ACTIVITY ::
Find the string "derive" in the records. Copy each line that has it.

Stored data entries
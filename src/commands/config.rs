//! Configuration management CLI commands.

use clap::{Args, Subcommand};

use crate::output::{self, OutputFormat};
use vivid_core::config::AppConfig;
use vivid_core::result::AppResult;

/// Arguments for config commands
#[derive(Debug, Args)]
pub struct ConfigArgs {
    /// Config subcommand
    #[command(subcommand)]
    pub command: ConfigCommand,
}

/// Config subcommands
#[derive(Debug, Subcommand)]
pub enum ConfigCommand {
    /// Show the effective configuration
    Show,
}

/// Execute config commands
pub fn execute(
    args: &ConfigArgs,
    config: &AppConfig,
    format: OutputFormat,
) -> AppResult<i32> {
    match &args.command {
        ConfigCommand::Show => match format {
            OutputFormat::Json => output::print_json(config),
            OutputFormat::Text => {
                println!("Policy");
                output::print_kv("Minimum length", &config.policy.min_length.to_string());
                output::print_kv(
                    "Fragment length",
                    &config.policy.min_fragment_length.to_string(),
                );
                output::print_kv(
                    "Built-in denylist",
                    &config.policy.use_builtin_denylist.to_string(),
                );
                output::print_kv(
                    "Extra denylist entries",
                    &config.policy.extra_denylist.len().to_string(),
                );
                output::print_kv(
                    "Entropy floor",
                    &config
                        .policy
                        .min_entropy_score
                        .map_or_else(|| "off".to_string(), |s| s.to_string()),
                );
                println!("Hashing");
                output::print_kv("Algorithm", &config.hashing.algorithm.to_string());
                output::print_kv("Memory (KiB)", &config.hashing.memory_kib.to_string());
                output::print_kv("Iterations", &config.hashing.iterations.to_string());
                output::print_kv("Parallelism", &config.hashing.parallelism.to_string());
                output::print_kv(
                    "Offload slots",
                    &config.offload.max_concurrent.to_string(),
                );
            }
        },
    }

    Ok(super::EXIT_SUCCESS)
}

FINISHED EXERCISE ::
#[derive(Debug, Args)]
#[derive(Debug, Subcommand)]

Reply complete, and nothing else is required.